- [Task]: Reproduce each of the entries that follow, exactly.
(Beginning of Data shown)
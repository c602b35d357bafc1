//! Column descriptors shared by the BRD, RAID and meeting builders.

use super::table::TableColumn;
use crate::documents::records::{
    ActionItem, BusinessUnitTeam, DataMigration, DataModelEntity, Decision, Dependency,
    Integration, License, MetadataUpdate, ModuleProcess, PainPoint, Persona, Requirement,
    RiskIssue, StateDescription,
};

pub fn business_unit_columns() -> Vec<TableColumn<BusinessUnitTeam>> {
    vec![
        TableColumn::new("business_unit", "Business Unit", |r: &BusinessUnitTeam| {
            r.business_unit.as_ref()
        }),
        TableColumn::new("teams", "Teams", |r: &BusinessUnitTeam| r.teams.as_ref()).joined(", "),
        TableColumn::new("notes_md", "Notes", |r: &BusinessUnitTeam| r.notes_md.as_ref()),
    ]
}

pub fn persona_columns() -> Vec<TableColumn<Persona>> {
    vec![
        TableColumn::new("persona_name", "Persona", |r: &Persona| r.persona_name.as_ref()),
        TableColumn::new("responsibilities", "Responsibilities", |r: &Persona| {
            r.responsibilities.as_ref()
        })
        .joined(", "),
        TableColumn::new("primary_modules", "Primary Modules", |r: &Persona| {
            r.primary_modules.as_ref()
        })
        .joined(", "),
    ]
}

pub fn requirement_columns() -> Vec<TableColumn<Requirement>> {
    vec![
        TableColumn::new("requirement_type", "Type", |r: &Requirement| {
            r.requirement_type.as_ref()
        })
        .class("requirement-type-cell"),
        TableColumn::new("description_md", "Description", |r: &Requirement| {
            r.description_md.as_ref()
        })
        .class("requirement-description-cell"),
        TableColumn::new("acceptance_criteria", "Acceptance Criteria", |r: &Requirement| {
            r.acceptance_criteria.as_ref()
        })
        .joined("; "),
    ]
}

pub fn module_columns() -> Vec<TableColumn<ModuleProcess>> {
    vec![
        TableColumn::new("module_name", "Module", |r: &ModuleProcess| r.module_name.as_ref()),
        TableColumn::new("processes", "Processes", |r: &ModuleProcess| r.processes.as_ref())
            .joined(", "),
        TableColumn::new("scope_tag", "Scope", |r: &ModuleProcess| r.scope_tag.as_ref()),
        TableColumn::new("notes_md", "Notes", |r: &ModuleProcess| r.notes_md.as_ref()),
    ]
}

pub fn license_columns() -> Vec<TableColumn<License>> {
    vec![
        TableColumn::new("license_type", "License Type", |r: &License| r.license_type.as_ref()),
        TableColumn::new("count", "Count", |r: &License| r.count.as_ref()),
        TableColumn::new("allocation_md", "Allocation", |r: &License| r.allocation_md.as_ref()),
        TableColumn::new("notes_md", "Notes", |r: &License| r.notes_md.as_ref()),
    ]
}

pub fn pain_point_columns() -> Vec<TableColumn<PainPoint>> {
    vec![
        TableColumn::new("pain_point_md", "Pain Point", |r: &PainPoint| r.pain_point_md.as_ref()),
        TableColumn::new("affected_bu_md", "Affected BU", |r: &PainPoint| {
            r.affected_bu_md.as_ref()
        }),
        TableColumn::new("impact_md", "Impact", |r: &PainPoint| r.impact_md.as_ref()),
    ]
}

pub fn state_columns() -> Vec<TableColumn<StateDescription>> {
    vec![TableColumn::new("description_md", "Description", |r: &StateDescription| {
        r.description_md.as_ref()
    })]
}

pub fn risk_issue_columns() -> Vec<TableColumn<RiskIssue>> {
    vec![
        TableColumn::new("type", "Type", |r: &RiskIssue| r.kind.as_ref()).class("risk-type"),
        TableColumn::new("description_md", "Description", |r: &RiskIssue| {
            r.description_md.as_ref()
        }),
        TableColumn::new("impact_md", "Impact", |r: &RiskIssue| r.impact_md.as_ref()),
        TableColumn::new("mitigation_md", "Mitigation", |r: &RiskIssue| {
            r.mitigation_md.as_ref()
        }),
        TableColumn::new("owner_md", "Owner", |r: &RiskIssue| r.owner_md.as_ref()),
        TableColumn::new("due_date", "Due Date", |r: &RiskIssue| r.due_date.as_ref()),
    ]
}

pub fn action_item_columns() -> Vec<TableColumn<ActionItem>> {
    vec![
        TableColumn::new("task_md", "Task", |r: &ActionItem| r.task_md.as_ref()),
        TableColumn::new("item_status", "Status", |r: &ActionItem| r.item_status.as_ref()),
        TableColumn::new("owner_md", "Owner", |r: &ActionItem| r.owner_md.as_ref()),
        TableColumn::new("due_date", "Due Date", |r: &ActionItem| r.due_date.as_ref()),
    ]
}

pub fn decision_columns() -> Vec<TableColumn<Decision>> {
    vec![
        TableColumn::new("decision_md", "Decision", |r: &Decision| r.decision_md.as_ref()),
        TableColumn::new("rationale_md", "Rationale", |r: &Decision| r.rationale_md.as_ref()),
        TableColumn::new("decided_on", "Decided On", |r: &Decision| r.decided_on.as_ref()),
        TableColumn::new("approver_md", "Approver", |r: &Decision| r.approver_md.as_ref()),
    ]
}

pub fn dependency_columns() -> Vec<TableColumn<Dependency>> {
    vec![
        TableColumn::new("description_md", "Description", |r: &Dependency| {
            r.description_md.as_ref()
        }),
        TableColumn::new("type", "Type", |r: &Dependency| r.kind.as_ref()),
        TableColumn::new("depends_on_md", "Depends On", |r: &Dependency| {
            r.depends_on_md.as_ref()
        }),
        TableColumn::new("owner_md", "Owner", |r: &Dependency| r.owner_md.as_ref()),
    ]
}

pub fn integration_columns() -> Vec<TableColumn<Integration>> {
    vec![
        TableColumn::new("application_name", "Application", |r: &Integration| {
            r.application_name.as_ref()
        }),
        TableColumn::new("purpose_md", "Purpose", |r: &Integration| r.purpose_md.as_ref()),
        TableColumn::new("integration_type", "Type", |r: &Integration| {
            r.integration_type.as_ref()
        }),
        TableColumn::new("directionality", "Directionality", |r: &Integration| {
            r.directionality.as_ref()
        }),
        TableColumn::new("notes_md", "Notes", |r: &Integration| r.notes_md.as_ref()),
    ]
}

pub fn data_migration_columns() -> Vec<TableColumn<DataMigration>> {
    vec![
        TableColumn::new("source_md", "Source", |r: &DataMigration| r.source_md.as_ref()),
        TableColumn::new("mapping_notes_md", "Mapping Notes", |r: &DataMigration| {
            r.mapping_notes_md.as_ref()
        }),
        TableColumn::new("cleansing_rules_md", "Cleansing Rules", |r: &DataMigration| {
            r.cleansing_rules_md.as_ref()
        }),
        TableColumn::new("tools_md", "Tools", |r: &DataMigration| r.tools_md.as_ref()),
    ]
}

pub fn data_model_columns() -> Vec<TableColumn<DataModelEntity>> {
    vec![
        TableColumn::new("entity_name", "Entity", |r: &DataModelEntity| r.entity_name.as_ref()),
        TableColumn::new("entity_type", "Type", |r: &DataModelEntity| r.entity_type.as_ref()),
        TableColumn::new("key_fields", "Key Fields", |r: &DataModelEntity| {
            r.key_fields.as_ref()
        })
        .joined(", "),
        TableColumn::new("relationships_md", "Relationships", |r: &DataModelEntity| {
            r.relationships_md.as_ref()
        }),
    ]
}

pub fn metadata_update_columns() -> Vec<TableColumn<MetadataUpdate>> {
    vec![
        TableColumn::new("component_type", "Component Type", |r: &MetadataUpdate| {
            r.component_type.as_ref()
        }),
        TableColumn::new("api_name_md", "API Name", |r: &MetadataUpdate| r.api_name_md.as_ref()),
        TableColumn::new("change_type", "Change Type", |r: &MetadataUpdate| {
            r.change_type.as_ref()
        }),
        TableColumn::new("scope_md", "Scope", |r: &MetadataUpdate| r.scope_md.as_ref()),
    ]
}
(End of Data shown)
- [Expected answer]:
repository c602b35d357bafc1
//! Column descriptors shared by the BRD, RAID and meeting builders.

use super::table::TableColumn;
use crate::documents::records::{
    ActionItem, BusinessUnitTeam, DataMigration, DataModelEntity, Decision, Dependency,
    Integration, License, MetadataUpdate, ModuleProcess, PainPoint, Persona, Requirement,
    RiskIssue, StateDescription,
};

pub fn business_unit_columns() -> Vec<TableColumn<BusinessUnitTeam>> {
    vec![
        TableColumn::new("business_unit", "Business Unit", |r: &BusinessUnitTeam| {
            r.business_unit.as_ref()
        }),
        TableColumn::new("teams", "Teams", |r: &BusinessUnitTeam| r.teams.as_ref()).joined(", "),
        TableColumn::new("notes_md", "Notes", |r: &BusinessUnitTeam| r.notes_md.as_ref()),
    ]
}

pub fn persona_columns() -> Vec<TableColumn<Persona>> {
    vec![
        TableColumn::new("persona_name", "Persona", |r: &Persona| r.persona_name.as_ref()),
        TableColumn::new("responsibilities", "Responsibilities", |r: &Persona| {
            r.responsibilities.as_ref()
        })
        .joined(", "),
        TableColumn::new("primary_modules", "Primary Modules", |r: &Persona| {
            r.primary_modules.as_ref()
        })
        .joined(", "),
    ]
}

pub fn requirement_columns() -> Vec<TableColumn<Requirement>> {
    vec![
        TableColumn::new("requirement_type", "Type", |r: &Requirement| {
            r.requirement_type.as_ref()
        })
        .class("requirement-type-cell"),
        TableColumn::new("description_md", "Description", |r: &Requirement| {
            r.description_md.as_ref()
        })
        .class("requirement-description-cell"),
        TableColumn::new("acceptance_criteria", "Acceptance Criteria", |r: &Requirement| {
            r.acceptance_criteria.as_ref()
        })
        .joined("; "),
    ]
}

pub fn module_columns() -> Vec<TableColumn<ModuleProcess>> {
    vec![
        TableColumn::new("module_name", "Module", |r: &ModuleProcess| r.module_name.as_ref()),
        TableColumn::new("processes", "Processes", |r: &ModuleProcess| r.processes.as_ref())
            .joined(", "),
        TableColumn::new("scope_tag", "Scope", |r: &ModuleProcess| r.scope_tag.as_ref()),
        TableColumn::new("notes_md", "Notes", |r: &ModuleProcess| r.notes_md.as_ref()),
    ]
}

pub fn license_columns() -> Vec<TableColumn<License>> {
    vec![
        TableColumn::new("license_type", "License Type", |r: &License| r.license_type.as_ref()),
        TableColumn::new("count", "Count", |r: &License| r.count.as_ref()),
        TableColumn::new("allocation_md", "Allocation", |r: &License| r.allocation_md.as_ref()),
        TableColumn::new("notes_md", "Notes", |r: &License| r.notes_md.as_ref()),
    ]
}

pub fn pain_point_columns() -> Vec<TableColumn<PainPoint>> {
    vec![
        TableColumn::new("pain_point_md", "Pain Point", |r: &PainPoint| r.pain_point_md.as_ref()),
        TableColumn::new("affected_bu_md", "Affected BU", |r: &PainPoint| {
            r.affected_bu_md.as_ref()
        }),
        TableColumn::new("impact_md", "Impact", |r: &PainPoint| r.impact_md.as_ref()),
    ]
}

pub fn state_columns() -> Vec<TableColumn<StateDescription>> {
    vec![TableColumn::new("description_md", "Description", |r: &StateDescription| {
        r.description_md.as_ref()
    })]
}

pub fn risk_issue_columns() -> Vec<TableColumn<RiskIssue>> {
    vec![
        TableColumn::new("type", "Type", |r: &RiskIssue| r.kind.as_ref()).class("risk-type"),
        TableColumn::new("description_md", "Description", |r: &RiskIssue| {
            r.description_md.as_ref()
        }),
        TableColumn::new("impact_md", "Impact", |r: &RiskIssue| r.impact_md.as_ref()),
        TableColumn::new("mitigation_md", "Mitigation", |r: &RiskIssue| {
            r.mitigation_md.as_ref()
        }),
        TableColumn::new("owner_md", "Owner", |r: &RiskIssue| r.owner_md.as_ref()),
        TableColumn::new("due_date", "Due Date", |r: &RiskIssue| r.due_date.as_ref()),
    ]
}

pub fn action_item_columns() -> Vec<TableColumn<ActionItem>> {
    vec![
        TableColumn::new("task_md", "Task", |r: &ActionItem| r.task_md.as_ref()),
        TableColumn::new("item_status", "Status", |r: &ActionItem| r.item_status.as_ref()),
        TableColumn::new("owner_md", "Owner", |r: &ActionItem| r.owner_md.as_ref()),
        TableColumn::new("due_date", "Due Date", |r: &ActionItem| r.due_date.as_ref()),
    ]
}

pub fn decision_columns() -> Vec<TableColumn<Decision>> {
    vec![
        TableColumn::new("decision_md", "Decision", |r: &Decision| r.decision_md.as_ref()),
        TableColumn::new("rationale_md", "Rationale", |r: &Decision| r.rationale_md.as_ref()),
        TableColumn::new("decided_on", "Decided On", |r: &Decision| r.decided_on.as_ref()),
        TableColumn::new("approver_md", "Approver", |r: &Decision| r.approver_md.as_ref()),
    ]
}

pub fn dependency_columns() -> Vec<TableColumn<Dependency>> {
    vec![
        TableColumn::new("description_md", "Description", |r: &Dependency| {
            r.description_md.as_ref()
        }),
        TableColumn::new("type", "Type", |r: &Dependency| r.kind.as_ref()),
        TableColumn::new("depends_on_md", "Depends On", |r: &Dependency| {
            r.depends_on_md.as_ref()
        }),
        TableColumn::new("owner_md", "Owner", |r: &Dependency| r.owner_md.as_ref()),
    ]
}

pub fn integration_columns() -> Vec<TableColumn<Integration>> {
    vec![
        TableColumn::new("application_name", "Application", |r: &Integration| {
            r.application_name.as_ref()
        }),
        TableColumn::new("purpose_md", "Purpose", |r: &Integration| r.purpose_md.as_ref()),
        TableColumn::new("integration_type", "Type", |r: &Integration| {
            r.integration_type.as_ref()
        }),
        TableColumn::new("directionality", "Directionality", |r: &Integration| {
            r.directionality.as_ref()
        }),
        TableColumn::new("notes_md", "Notes", |r: &Integration| r.notes_md.as_ref()),
    ]
}

pub fn data_migration_columns() -> Vec<TableColumn<DataMigration>> {
    vec![
        TableColumn::new("source_md", "Source", |r: &DataMigration| r.source_md.as_ref()),
        TableColumn::new("mapping_notes_md", "Mapping Notes", |r: &DataMigration| {
            r.mapping_notes_md.as_ref()
        }),
        TableColumn::new("cleansing_rules_md", "Cleansing Rules", |r: &DataMigration| {
            r.cleansing_rules_md.as_ref()
        }),
        TableColumn::new("tools_md", "Tools", |r: &DataMigration| r.tools_md.as_ref()),
    ]
}

pub fn data_model_columns() -> Vec<TableColumn<DataModelEntity>> {
    vec![
        TableColumn::new("entity_name", "Entity", |r: &DataModelEntity| r.entity_name.as_ref()),
        TableColumn::new("entity_type", "Type", |r: &DataModelEntity| r.entity_type.as_ref()),
        TableColumn::new("key_fields", "Key Fields", |r: &DataModelEntity| {
            r.key_fields.as_ref()
        })
        .joined(", "),
        TableColumn::new("relationships_md", "Relationships", |r: &DataModelEntity| {
            r.relationships_md.as_ref()
        }),
    ]
}

pub fn metadata_update_columns() -> Vec<TableColumn<MetadataUpdate>> {
    vec![
        TableColumn::new("component_type", "Component Type", |r: &MetadataUpdate| {
            r.component_type.as_ref()
        }),
        TableColumn::new("api_name_md", "API Name", |r: &MetadataUpdate| r.api_name_md.as_ref()),
        TableColumn::new("change_type", "Change Type", |r: &MetadataUpdate| {
            r.change_type.as_ref()
        }),
        TableColumn::new("scope_md", "Scope", |r: &MetadataUpdate| r.scope_md.as_ref()),
    ]
}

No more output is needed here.